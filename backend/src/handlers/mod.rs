//! HTTP handlers for the hospital warehouse API

pub mod documents;
pub mod health;
pub mod items;
pub mod lots;

pub use documents::*;
pub use health::*;
pub use items::*;
pub use lots::*;
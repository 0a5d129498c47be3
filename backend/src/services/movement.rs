//! Movement document service: receipts (phiếu nhập) and issues (phiếu xuất)
//!
//! Drives the document workflow. Submission validates against an advisory
//! stock snapshot; approval re-validates with the ledger-write lock held and
//! applies every lot effect as one unit of work.

use std::collections::HashMap;
use std::sync::Arc;

use chrono::{Datelike, NaiveDate, Utc};
use rust_decimal::Decimal;
use serde::{Deserialize, Serialize};
use shared::{
    next_status, plan_approval, record_approval, validate_document, DocumentStatus, IssueLine, LinePlan,
    MovementDocument, MovementKind, MovementLine, ReceiptLine, ValidationError, ValidationErrorKind,
    ValidationReport, ValidationWarning, WorkflowAction,
};
use uuid::Uuid;

use crate::config::LedgerConfig;
use crate::error::{AppError, AppResult};
use crate::store::{DocumentFilter, InventoryStore};

/// Movement service for the document workflow
#[derive(Clone)]
pub struct MovementService {
    store: Arc<dyn InventoryStore>,
    config: LedgerConfig,
}

/// A document line as submitted by a client
#[derive(Debug, Clone, Deserialize)]
#[serde(tag = "kind", rename_all = "snake_case")]
pub enum LineInput {
    Receipt {
        item_id: Uuid,
        quantity: i64,
        #[serde(default)]
        unit_price: Decimal,
        #[serde(default)]
        lot_number: Option<String>,
        #[serde(default)]
        manufacture_date: Option<NaiveDate>,
        #[serde(default)]
        expiry_date: Option<NaiveDate>,
    },
    Issue {
        item_id: Uuid,
        requested_quantity: i64,
        /// Defaults to the requested quantity
        #[serde(default)]
        resolved_quantity: Option<i64>,
        #[serde(default)]
        unit_price: Decimal,
    },
}

impl From<LineInput> for MovementLine {
    fn from(input: LineInput) -> Self {
        match input {
            LineInput::Receipt {
                item_id,
                quantity,
                unit_price,
                lot_number,
                manufacture_date,
                expiry_date,
            } => MovementLine::Receipt(ReceiptLine {
                item_id,
                quantity,
                unit_price,
                lot_number,
                manufacture_date,
                expiry_date,
                lot_id: None,
            }),
            LineInput::Issue {
                item_id,
                requested_quantity,
                resolved_quantity,
                unit_price,
            } => MovementLine::Issue(IssueLine {
                item_id,
                requested_quantity,
                resolved_quantity: resolved_quantity.unwrap_or(requested_quantity),
                unit_price,
                allocations: Vec::new(),
            }),
        }
    }
}

/// Input for creating a document
#[derive(Debug, Clone, Deserialize)]
pub struct CreateDocumentInput {
    pub kind: MovementKind,
    pub warehouse_id: Uuid,
    pub counterparty_id: Option<Uuid>,
    /// Defaults to today
    pub movement_date: Option<NaiveDate>,
    pub reason: Option<String>,
    pub notes: Option<String>,
    #[serde(default)]
    pub lines: Vec<LineInput>,
}

/// Input for editing a draft; absent fields are left unchanged
#[derive(Debug, Clone, Default, Deserialize)]
pub struct UpdateDocumentInput {
    pub warehouse_id: Option<Uuid>,
    pub counterparty_id: Option<Uuid>,
    pub movement_date: Option<NaiveDate>,
    pub reason: Option<String>,
    pub notes: Option<String>,
    pub lines: Option<Vec<LineInput>>,
}

#[derive(Debug, Clone, Deserialize)]
pub struct CancelDocumentInput {
    pub reason: String,
}

/// A document after a transition, with any non-blocking findings
#[derive(Debug, Clone, Serialize)]
pub struct TransitionOutcome {
    pub document: MovementDocument,
    pub warnings: Vec<ValidationWarning>,
}

impl MovementService {
    pub fn new(store: Arc<dyn InventoryStore>, config: LedgerConfig) -> Self {
        Self { store, config }
    }

    /// Create a document in DRAFT with a fresh PN-/PX- code
    pub async fn create_document(&self, input: CreateDocumentInput) -> AppResult<MovementDocument> {
        let now = Utc::now();
        let movement_date = input.movement_date.unwrap_or_else(|| self.config.today());
        let code = self
            .store
            .next_document_code(input.kind, movement_date.year())
            .await?;

        let document = MovementDocument {
            id: Uuid::new_v4(),
            code,
            kind: input.kind,
            warehouse_id: input.warehouse_id,
            counterparty_id: input.counterparty_id,
            movement_date,
            reason: input.reason,
            notes: input.notes,
            status: DocumentStatus::Draft,
            lines: input.lines.into_iter().map(MovementLine::from).collect(),
            cancel_reason: None,
            created_at: now,
            updated_at: now,
            submitted_at: None,
            approved_at: None,
            cancelled_at: None,
        };

        self.store.insert_document(&document).await?;
        tracing::info!(document_id = %document.id, code = %document.code, "Movement document created");
        Ok(document)
    }

    pub async fn get_document(&self, document_id: Uuid) -> AppResult<MovementDocument> {
        self.store
            .get_document(document_id)
            .await?
            .ok_or_else(|| AppError::NotFound("Document".to_string()))
    }

    pub async fn list_documents(&self, filter: DocumentFilter) -> AppResult<Vec<MovementDocument>> {
        if let (Some(from), Some(to)) = (filter.from, filter.to) {
            if from > to {
                return Err(AppError::InvalidInput {
                    field: "from".to_string(),
                    message: "Date range start is after its end".to_string(),
                    message_vi: "Ngày bắt đầu sau ngày kết thúc".to_string(),
                });
            }
        }
        self.store.list_documents(&filter).await
    }

    /// Edit the header or replace the lines of a DRAFT document
    pub async fn update_document(&self, document_id: Uuid, input: UpdateDocumentInput) -> AppResult<MovementDocument> {
        let mut document = self.get_document(document_id).await?;
        next_status(document.status, WorkflowAction::Edit)?;

        if let Some(warehouse_id) = input.warehouse_id {
            document.warehouse_id = warehouse_id;
        }
        if let Some(counterparty_id) = input.counterparty_id {
            document.counterparty_id = Some(counterparty_id);
        }
        if let Some(movement_date) = input.movement_date {
            document.movement_date = movement_date;
        }
        if let Some(reason) = input.reason {
            document.reason = Some(reason);
        }
        if let Some(notes) = input.notes {
            document.notes = Some(notes);
        }
        if let Some(lines) = input.lines {
            document.lines = lines.into_iter().map(MovementLine::from).collect();
        }
        document.updated_at = Utc::now();

        if !self.store.update_document(&document, DocumentStatus::Draft).await? {
            return Err(self.lost_race(document_id, WorkflowAction::Edit).await);
        }
        Ok(document)
    }

    /// Dry-run validation against current stock; changes nothing
    pub async fn validate_document(&self, document_id: Uuid) -> AppResult<ValidationReport> {
        let document = self.get_document(document_id).await?;
        let snapshot = self.store.stock_snapshot(&document.item_ids()).await?;
        Ok(validate_document(&document, &snapshot, self.config.today()))
    }

    /// DRAFT -> PENDING_APPROVAL once the document validates
    pub async fn submit(&self, document_id: Uuid) -> AppResult<TransitionOutcome> {
        let mut document = self.get_document(document_id).await?;
        let status = next_status(document.status, WorkflowAction::Submit)?;

        let snapshot = self.store.stock_snapshot(&document.item_ids()).await?;
        let warnings = validate_document(&document, &snapshot, self.config.today())
            .into_result()
            .map_err(AppError::Validation)?;

        let now = Utc::now();
        document.status = status;
        document.submitted_at = Some(now);
        document.updated_at = now;

        if !self.store.update_document(&document, DocumentStatus::Draft).await? {
            return Err(self.lost_race(document_id, WorkflowAction::Submit).await);
        }

        tracing::info!(document_id = %document.id, code = %document.code, "Movement document submitted");
        Ok(TransitionOutcome { document, warnings })
    }

    /// PENDING_APPROVAL -> APPROVED, applying the document to the lot ledger.
    ///
    /// Runs as one unit of work: the document is re-validated with the
    /// ledger-write lock held, and any failure discards every lot change.
    pub async fn approve(&self, document_id: Uuid) -> AppResult<TransitionOutcome> {
        let mut unit = self.store.begin_approval().await?;

        let mut document = unit
            .load_document(document_id)
            .await?
            .ok_or_else(|| AppError::NotFound("Document".to_string()))?;
        next_status(document.status, WorkflowAction::Approve)?;

        let snapshot = unit.lock_items(&document.item_ids()).await?;
        let warnings = validate_document(&document, &snapshot, self.config.today())
            .into_result()
            .map_err(|error| {
                tracing::warn!(
                    document_id = %document.id,
                    error = %error,
                    "Approval re-validation failed"
                );
                AppError::ConcurrencyConflict(error)
            })?;

        let mut allocatable = HashMap::new();
        for line in &document.lines {
            if let MovementLine::Issue(issue) = line {
                if !allocatable.contains_key(&issue.item_id) {
                    allocatable.insert(issue.item_id, unit.allocatable(issue.item_id).await?);
                }
            }
        }

        let plan = plan_approval(&document, &allocatable).map_err(|shortfall| {
            tracing::warn!(
                document_id = %document.id,
                line_index = shortfall.line_index,
                shortfall = shortfall.shortfall,
                "Approval rolled back: cumulative issue exceeds stock"
            );
            AppError::Validation(ValidationError::line(
                ValidationErrorKind::InsufficientStock,
                shortfall.line_index,
            ))
        })?;

        let now = Utc::now();
        let mut created_lot_ids = Vec::new();
        for (line_index, step) in plan.steps.iter().enumerate() {
            match step {
                LinePlan::CreateLot(new_lot) => created_lot_ids.push(unit.create_lot(new_lot, now).await?),
                LinePlan::Consume(allocations) => {
                    for allocation in allocations {
                        unit.consume(allocation.lot_id, allocation.quantity)
                            .await
                            .map_err(|e| match e {
                                AppError::InsufficientLotQuantity(_) | AppError::NotFound(_) => {
                                    AppError::ConcurrencyConflict(ValidationError::line(
                                        ValidationErrorKind::InsufficientStock,
                                        line_index,
                                    ))
                                }
                                other => other,
                            })?;
                    }
                }
            }
        }

        record_approval(&mut document, &plan, &created_lot_ids, now);
        unit.save_document(&document).await?;
        unit.commit().await?;

        tracing::info!(
            document_id = %document.id,
            code = %document.code,
            kind = %document.kind,
            lots_created = created_lot_ids.len(),
            "Movement document approved"
        );
        Ok(TransitionOutcome { document, warnings })
    }

    /// DRAFT or PENDING_APPROVAL -> CANCELLED; no ledger effect
    pub async fn cancel(&self, document_id: Uuid, reason: &str) -> AppResult<MovementDocument> {
        let mut document = self.get_document(document_id).await?;
        let previous = document.status;
        document.status = next_status(previous, WorkflowAction::Cancel)?;

        let reason = reason.trim();
        if reason.is_empty() {
            return Err(AppError::InvalidInput {
                field: "reason".to_string(),
                message: "A cancellation reason is required".to_string(),
                message_vi: "Vui lòng nhập lý do hủy phiếu".to_string(),
            });
        }

        let now = Utc::now();
        document.cancel_reason = Some(reason.to_string());
        document.cancelled_at = Some(now);
        document.updated_at = now;

        if !self.store.update_document(&document, previous).await? {
            return Err(self.lost_race(document_id, WorkflowAction::Cancel).await);
        }

        tracing::info!(document_id = %document.id, code = %document.code, "Movement document cancelled");
        Ok(document)
    }

    /// Delete a DRAFT or CANCELLED document
    pub async fn delete_document(&self, document_id: Uuid) -> AppResult<()> {
        let document = self.get_document(document_id).await?;
        next_status(document.status, WorkflowAction::Delete)?;

        if !self.store.delete_document(document_id, document.status).await? {
            return Err(self.lost_race(document_id, WorkflowAction::Delete).await);
        }

        tracing::info!(document_id = %document.id, code = %document.code, "Movement document deleted");
        Ok(())
    }

    /// Error for a conditional write that lost to a concurrent transition
    async fn lost_race(&self, document_id: Uuid, action: WorkflowAction) -> AppError {
        match self.store.get_document(document_id).await {
            Ok(Some(document)) => match next_status(document.status, action) {
                Err(err) => err.into(),
                Ok(_) => AppError::StateConflict {
                    from: document.status,
                    action,
                },
            },
            Ok(None) => AppError::NotFound("Document".to_string()),
            Err(err) => err,
        }
    }
}
//! Item catalog models

use chrono::{DateTime, Utc};
use serde::{Deserialize, Serialize};
use uuid::Uuid;

/// A stock-keeping item (drug, consumable, device) in the hospital catalog
#[derive(Debug, Clone, Serialize, Deserialize, PartialEq)]
pub struct Item {
    pub id: Uuid,
    pub code: String,
    pub name: String,
    /// Unit of measure (e.g. "box", "vial", "tablet")
    pub unit: String,
    pub requires_lot_tracking: bool,
    pub requires_expiry: bool,
    pub min_qty: i64,
    /// Zero means the item has no upper stock limit
    pub max_qty: i64,
    pub is_active: bool,
    pub created_at: DateTime<Utc>,
    pub updated_at: DateTime<Utc>,
}

impl Item {
    pub fn constraints(&self) -> ItemConstraints {
        ItemConstraints {
            requires_lot_tracking: self.requires_lot_tracking,
            requires_expiry: self.requires_expiry,
            min_qty: self.min_qty,
            max_qty: self.max_qty,
        }
    }
}

/// The per-item configuration consumed by movement validation
#[derive(Debug, Clone, Copy, Serialize, Deserialize, PartialEq, Eq, Default)]
pub struct ItemConstraints {
    pub requires_lot_tracking: bool,
    pub requires_expiry: bool,
    pub min_qty: i64,
    pub max_qty: i64,
}

/// Where an item's available quantity sits relative to its min/max configuration
#[derive(Debug, Clone, Copy, Serialize, Deserialize, PartialEq, Eq)]
#[serde(rename_all = "snake_case")]
pub enum StockLevel {
    BelowMinimum,
    Normal,
    AboveMaximum,
}

impl ItemConstraints {
    pub fn stock_level(&self, available_qty: i64) -> StockLevel {
        if available_qty < self.min_qty {
            StockLevel::BelowMinimum
        } else if self.max_qty > 0 && available_qty > self.max_qty {
            StockLevel::AboveMaximum
        } else {
            StockLevel::Normal
        }
    }
}

impl std::fmt::Display for StockLevel {
    fn fmt(&self, f: &mut std::fmt::Formatter<'_>) -> std::fmt::Result {
        match self {
            StockLevel::BelowMinimum => write!(f, "Below Minimum"),
            StockLevel::Normal => write!(f, "Normal"),
            StockLevel::AboveMaximum => write!(f, "Above Maximum"),
        }
    }
}
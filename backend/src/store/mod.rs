//! Persistence seam for the warehouse
//!
//! Services talk to an [`InventoryStore`]; approvals run through an
//! [`ApprovalUnit`], a unit of work that holds the ledger-write lock for the
//! items of one document and either commits every effect or none.

use async_trait::async_trait;
use chrono::{DateTime, NaiveDate, Utc};
use serde::Deserialize;
use shared::{AllocatableLot, DocumentStatus, Item, Lot, MovementDocument, MovementKind, NewLot, StockSnapshot};
use uuid::Uuid;

use crate::error::AppResult;

pub mod memory;
pub mod postgres;

pub use memory::MemoryStore;
pub use postgres::PgStore;

/// Document list filter; every field is optional
#[derive(Debug, Clone, Default, Deserialize)]
pub struct DocumentFilter {
    pub kind: Option<MovementKind>,
    pub status: Option<DocumentStatus>,
    pub from: Option<NaiveDate>,
    pub to: Option<NaiveDate>,
}

impl DocumentFilter {
    pub fn matches(&self, document: &MovementDocument) -> bool {
        self.kind.map_or(true, |kind| document.kind == kind)
            && self.status.map_or(true, |status| document.status == status)
            && self.from.map_or(true, |from| document.movement_date >= from)
            && self.to.map_or(true, |to| document.movement_date <= to)
    }
}

#[async_trait]
pub trait InventoryStore: Send + Sync {
    /// Check the backing storage is reachable
    async fn ping(&self) -> AppResult<()>;

    // Catalog

    async fn insert_item(&self, item: &Item) -> AppResult<()>;
    async fn get_item(&self, item_id: Uuid) -> AppResult<Option<Item>>;
    async fn find_item_by_code(&self, code: &str) -> AppResult<Option<Item>>;
    /// Items ordered by code
    async fn list_items(&self) -> AppResult<Vec<Item>>;
    async fn update_item(&self, item: &Item) -> AppResult<()>;

    // Lot ledger

    async fn get_lot(&self, lot_id: Uuid) -> AppResult<Option<Lot>>;
    /// Lots of an item in intake order
    async fn lots_for_item(&self, item_id: Uuid) -> AppResult<Vec<Lot>>;
    /// Lots with remaining quantity, across all items
    async fn undepleted_lots(&self) -> AppResult<Vec<Lot>>;
    /// Remove a lot nothing was issued from
    async fn delete_lot(&self, lot_id: Uuid) -> AppResult<()>;
    /// Constraints of the active items among `item_ids` and their available
    /// quantity. Advisory: read without the ledger-write lock.
    async fn stock_snapshot(&self, item_ids: &[Uuid]) -> AppResult<StockSnapshot>;

    // Documents

    /// Next human-readable code for the kind, sequenced per year
    async fn next_document_code(&self, kind: MovementKind, year: i32) -> AppResult<String>;
    async fn insert_document(&self, document: &MovementDocument) -> AppResult<()>;
    async fn get_document(&self, document_id: Uuid) -> AppResult<Option<MovementDocument>>;
    /// Matching documents, newest movement date first
    async fn list_documents(&self, filter: &DocumentFilter) -> AppResult<Vec<MovementDocument>>;
    /// Overwrite a document if its stored status is still `expected`.
    /// Returns false when the status moved underneath the caller.
    async fn update_document(&self, document: &MovementDocument, expected: DocumentStatus) -> AppResult<bool>;
    /// Delete a document if its stored status is still `expected`
    async fn delete_document(&self, document_id: Uuid, expected: DocumentStatus) -> AppResult<bool>;

    // Approval

    async fn begin_approval(&self) -> AppResult<Box<dyn ApprovalUnit>>;
}

/// One approval as a unit of work.
///
/// Dropping the unit without [`commit`](ApprovalUnit::commit) discards every
/// change made through it.
#[async_trait]
pub trait ApprovalUnit: Send {
    /// Load a document and hold it against concurrent transitions
    async fn load_document(&mut self, document_id: Uuid) -> AppResult<Option<MovementDocument>>;

    /// Take the ledger-write lock on `item_ids` (ascending) and read their
    /// stock under it
    async fn lock_items(&mut self, item_ids: &[Uuid]) -> AppResult<StockSnapshot>;

    /// Undepleted lots of an item in allocation order
    async fn allocatable(&mut self, item_id: Uuid) -> AppResult<Vec<AllocatableLot>>;

    async fn create_lot(&mut self, new_lot: &NewLot, created_at: DateTime<Utc>) -> AppResult<Uuid>;

    async fn consume(&mut self, lot_id: Uuid, quantity: i64) -> AppResult<()>;

    async fn save_document(&mut self, document: &MovementDocument) -> AppResult<()>;

    async fn commit(self: Box<Self>) -> AppResult<()>;
}

#[cfg(test)]
mod tests {
    use super::*;
    use chrono::Utc;

    fn document_on(kind: MovementKind, status: DocumentStatus, date: NaiveDate) -> MovementDocument {
        let now = Utc::now();
        MovementDocument {
            id: Uuid::new_v4(),
            code: "PN-2025-0001".to_string(),
            kind,
            warehouse_id: Uuid::new_v4(),
            counterparty_id: None,
            movement_date: date,
            reason: None,
            notes: None,
            status,
            lines: vec![],
            cancel_reason: None,
            created_at: now,
            updated_at: now,
            submitted_at: None,
            approved_at: None,
            cancelled_at: None,
        }
    }

    #[test]
    fn test_filter_matches_every_given_field() {
        let date = NaiveDate::from_ymd_opt(2025, 3, 10).unwrap();
        let doc = document_on(MovementKind::Receipt, DocumentStatus::Draft, date);

        assert!(DocumentFilter::default().matches(&doc));
        assert!(DocumentFilter {
            kind: Some(MovementKind::Receipt),
            status: Some(DocumentStatus::Draft),
            from: Some(date),
            to: Some(date),
        }
        .matches(&doc));
        assert!(!DocumentFilter {
            kind: Some(MovementKind::Issue),
            ..Default::default()
        }
        .matches(&doc));
        assert!(!DocumentFilter {
            from: date.succ_opt(),
            ..Default::default()
        }
        .matches(&doc));
    }
}
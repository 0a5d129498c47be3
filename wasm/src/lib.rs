//! WebAssembly module for the hospital warehouse
//!
//! Lets receipt and issue forms check a document in the browser with the
//! same rules the server re-runs on submit and approve:
//! - Movement document validation against a stock snapshot
//! - Lot status derivation
//! - FIFO-by-expiry allocation preview for issues

use chrono::NaiveDate;
use wasm_bindgen::prelude::*;

use shared::{
    allocate_by_expiry, derive_lot_status, sort_for_allocation, validate_document, AllocatableLot,
    MovementDocument, StockSnapshot, ValidationErrorKind, ValidationReport, ValidationWarningKind,
};

fn parse_date(value: &str) -> Result<NaiveDate, String> {
    NaiveDate::parse_from_str(value.trim(), "%Y-%m-%d").map_err(|e| format!("Invalid date '{}': {}", value, e))
}

#[cfg(target_arch = "wasm32")]
fn console_warn(message: &str) {
    web_sys::console::warn_1(&JsValue::from_str(message));
}

#[cfg(not(target_arch = "wasm32"))]
fn console_warn(_message: &str) {}

fn validate_movement_report(document_json: &str, snapshot_json: &str, today: &str) -> Result<ValidationReport, String> {
    let document: MovementDocument =
        serde_json::from_str(document_json).map_err(|e| format!("Invalid document JSON: {}", e))?;
    let snapshot: StockSnapshot =
        serde_json::from_str(snapshot_json).map_err(|e| format!("Invalid snapshot JSON: {}", e))?;

    Ok(validate_document(&document, &snapshot, parse_date(today)?))
}

fn has_expired_intake(report: &ValidationReport) -> bool {
    report
        .warnings
        .iter()
        .any(|warning| warning.kind == ValidationWarningKind::ExpiredOnIntake)
}

fn lot_status_str(
    remaining_qty: i64,
    expiry_date: Option<String>,
    today: &str,
    near_expiry_days: i64,
) -> Result<String, String> {
    let expiry = expiry_date.as_deref().map(parse_date).transpose()?;
    let status = derive_lot_status(remaining_qty, expiry, parse_date(today)?, near_expiry_days);
    Ok(status.as_str().to_string())
}

fn preview_allocation_json(lots_json: &str, quantity: i64) -> Result<String, String> {
    let mut lots: Vec<AllocatableLot> =
        serde_json::from_str(lots_json).map_err(|e| format!("Invalid lots JSON: {}", e))?;
    sort_for_allocation(&mut lots);

    let allocations = allocate_by_expiry(&lots, quantity)
        .map_err(|shortfall| format!("Insufficient stock: short by {}", shortfall))?;
    serde_json::to_string(&allocations).map_err(|e| e.to_string())
}

fn error_message_str(kind: &str, lang: &str) -> Option<&'static str> {
    let kind: ValidationErrorKind = serde_json::from_value(serde_json::Value::String(kind.to_string())).ok()?;
    Some(match lang {
        "vi" => kind.message_vi(),
        _ => kind.message_en(),
    })
}

/// Validate a movement document against a stock snapshot.
///
/// Returns the validation report as JSON: `{ errors, warnings }`.
#[wasm_bindgen]
pub fn validate_movement(document_json: &str, snapshot_json: &str, today: &str) -> Result<String, JsValue> {
    let report = validate_movement_report(document_json, snapshot_json, today).map_err(|e| JsValue::from_str(&e))?;

    if has_expired_intake(&report) {
        console_warn("Receipt contains lots already past expiry");
    }

    serde_json::to_string(&report).map_err(|e| JsValue::from_str(&e.to_string()))
}

/// Status of a lot: FRESH, NEAR_EXPIRY, EXPIRED or DEPLETED
#[wasm_bindgen]
pub fn lot_status(
    remaining_qty: i64,
    expiry_date: Option<String>,
    today: &str,
    near_expiry_days: i64,
) -> Result<String, JsValue> {
    lot_status_str(remaining_qty, expiry_date, today, near_expiry_days).map_err(|e| JsValue::from_str(&e))
}

/// Preview which lots an issue of `quantity` would draw from.
///
/// Returns `[{ lot_id, quantity }]` as JSON, or an error when stock is short.
#[wasm_bindgen]
pub fn preview_issue_allocation(lots_json: &str, quantity: i64) -> Result<String, JsValue> {
    preview_allocation_json(lots_json, quantity).map_err(|e| JsValue::from_str(&e))
}

/// Localized message for a validation error kind ("en" or "vi")
#[wasm_bindgen]
pub fn validation_message(kind: &str, lang: &str) -> Option<String> {
    error_message_str(kind, lang).map(str::to_string)
}

/// Today's date in the browser's local time, as YYYY-MM-DD
#[wasm_bindgen]
pub fn local_today() -> String {
    let now = js_sys::Date::new_0();
    format!(
        "{:04}-{:02}-{:02}",
        now.get_full_year(),
        now.get_month() + 1,
        now.get_date()
    )
}

#[cfg(test)]
mod tests {
    use super::*;
    use serde_json::json;

    const ITEM: &str = "11111111-1111-1111-1111-111111111111";

    fn issue_document(quantity: i64) -> String {
        json!({
            "id": "22222222-2222-2222-2222-222222222222",
            "code": "PX-2025-0001",
            "kind": "issue",
            "warehouse_id": "33333333-3333-3333-3333-333333333333",
            "counterparty_id": null,
            "movement_date": "2025-03-01",
            "reason": "Cấp phát khoa Nhi",
            "notes": null,
            "status": "DRAFT",
            "lines": [{
                "kind": "issue",
                "item_id": ITEM,
                "requested_quantity": quantity,
                "resolved_quantity": quantity,
                "unit_price": "0"
            }],
            "cancel_reason": null,
            "created_at": "2025-03-01T00:00:00Z",
            "updated_at": "2025-03-01T00:00:00Z",
            "submitted_at": null,
            "approved_at": null,
            "cancelled_at": null
        })
        .to_string()
    }

    fn snapshot(available: i64) -> String {
        json!({
            "items": { ITEM: {
                "requires_lot_tracking": false,
                "requires_expiry": false,
                "min_qty": 0,
                "max_qty": 0
            }},
            "available": { ITEM: available }
        })
        .to_string()
    }

    fn receipt_document(expiry: &str) -> String {
        let mut document: serde_json::Value = serde_json::from_str(&issue_document(1)).unwrap();
        document["kind"] = json!("receipt");
        document["lines"] = json!([{
            "kind": "receipt",
            "item_id": ITEM,
            "quantity": 10,
            "unit_price": "1500",
            "lot_number": "L1",
            "manufacture_date": null,
            "expiry_date": expiry
        }]);
        document.to_string()
    }

    #[test]
    fn test_validate_movement() {
        let ok = validate_movement_report(&issue_document(5), &snapshot(10), "2025-03-01").unwrap();
        assert!(ok.is_valid());

        let short = validate_movement_report(&issue_document(50), &snapshot(10), "2025-03-01").unwrap();
        let error = short.first_error().unwrap();
        assert_eq!(error.kind, ValidationErrorKind::InsufficientStock);
        assert_eq!(error.line_index, Some(0));

        let json: serde_json::Value = serde_json::to_value(&short).unwrap();
        assert_eq!(json["errors"][0]["kind"], "InsufficientStock");
    }

    #[test]
    fn test_expired_intake_detected_from_warnings() {
        let expired = validate_movement_report(&receipt_document("2025-01-01"), &snapshot(0), "2025-03-01").unwrap();
        assert!(expired.is_valid());
        assert!(has_expired_intake(&expired));

        let fresh = validate_movement_report(&receipt_document("2026-01-01"), &snapshot(0), "2025-03-01").unwrap();
        assert!(!has_expired_intake(&fresh));
    }

    #[test]
    fn test_validate_movement_rejects_bad_input() {
        assert!(validate_movement_report("{", &snapshot(1), "2025-03-01").is_err());
        assert!(validate_movement_report(&issue_document(1), &snapshot(1), "01/03/2025").is_err());
    }

    #[test]
    fn test_lot_status() {
        assert_eq!(lot_status_str(0, None, "2025-03-01", 30).unwrap(), "DEPLETED");
        assert_eq!(lot_status_str(5, None, "2025-03-01", 30).unwrap(), "FRESH");
        assert_eq!(lot_status_str(5, Some("2025-02-28".into()), "2025-03-01", 30).unwrap(), "EXPIRED");
        assert_eq!(lot_status_str(5, Some("2025-03-20".into()), "2025-03-01", 30).unwrap(), "NEAR_EXPIRY");
        assert_eq!(lot_status_str(5, Some("2025-12-31".into()), "2025-03-01", 30).unwrap(), "FRESH");
    }

    #[test]
    fn test_preview_issue_allocation() {
        let lots = json!([
            { "lot_id": "00000000-0000-0000-0000-000000000003", "remaining_qty": 5,
              "expiry_date": null, "created_at": "2025-01-01T00:00:00Z" },
            { "lot_id": "00000000-0000-0000-0000-000000000002", "remaining_qty": 5,
              "expiry_date": "2024-06-01", "created_at": "2025-01-01T00:00:00Z" },
            { "lot_id": "00000000-0000-0000-0000-000000000001", "remaining_qty": 5,
              "expiry_date": "2024-01-01", "created_at": "2025-01-01T00:00:00Z" }
        ])
        .to_string();

        let allocations: serde_json::Value = serde_json::from_str(&preview_allocation_json(&lots, 8).unwrap()).unwrap();
        assert_eq!(allocations[0]["lot_id"], "00000000-0000-0000-0000-000000000001");
        assert_eq!(allocations[0]["quantity"], 5);
        assert_eq!(allocations[1]["lot_id"], "00000000-0000-0000-0000-000000000002");
        assert_eq!(allocations[1]["quantity"], 3);
        assert_eq!(allocations.as_array().unwrap().len(), 2);

        assert!(preview_allocation_json(&lots, 16).unwrap_err().contains("short by 1"));
    }

    #[test]
    fn test_validation_message() {
        assert_eq!(error_message_str("ExpiryRequired", "en"), Some(ValidationErrorKind::ExpiryRequired.message_en()));
        assert_eq!(error_message_str("ExpiryRequired", "vi"), Some(ValidationErrorKind::ExpiryRequired.message_vi()));
        assert_eq!(error_message_str("NoSuchKind", "en"), None);
    }
}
*-*-*
Task to complete :: Write out again, exactly, the lines from the start of the entries up to and including the one with "against an advisory". Nothing else belongs in the reply.

Final answer ::
filename backend/src/handlers/mod.rs
//! HTTP handlers for the hospital warehouse API

pub mod documents;
pub mod health;
pub mod items;
pub mod lots;

pub use documents::*;
pub use health::*;
pub use items::*;
pub use lots::*;
repository 0a5d129498c47be3
filename backend/src/services/movement.rs
//! Movement document service: receipts (phiếu nhập) and issues (phiếu xuất)
//!
//! Drives the document workflow. Submission validates against an advisory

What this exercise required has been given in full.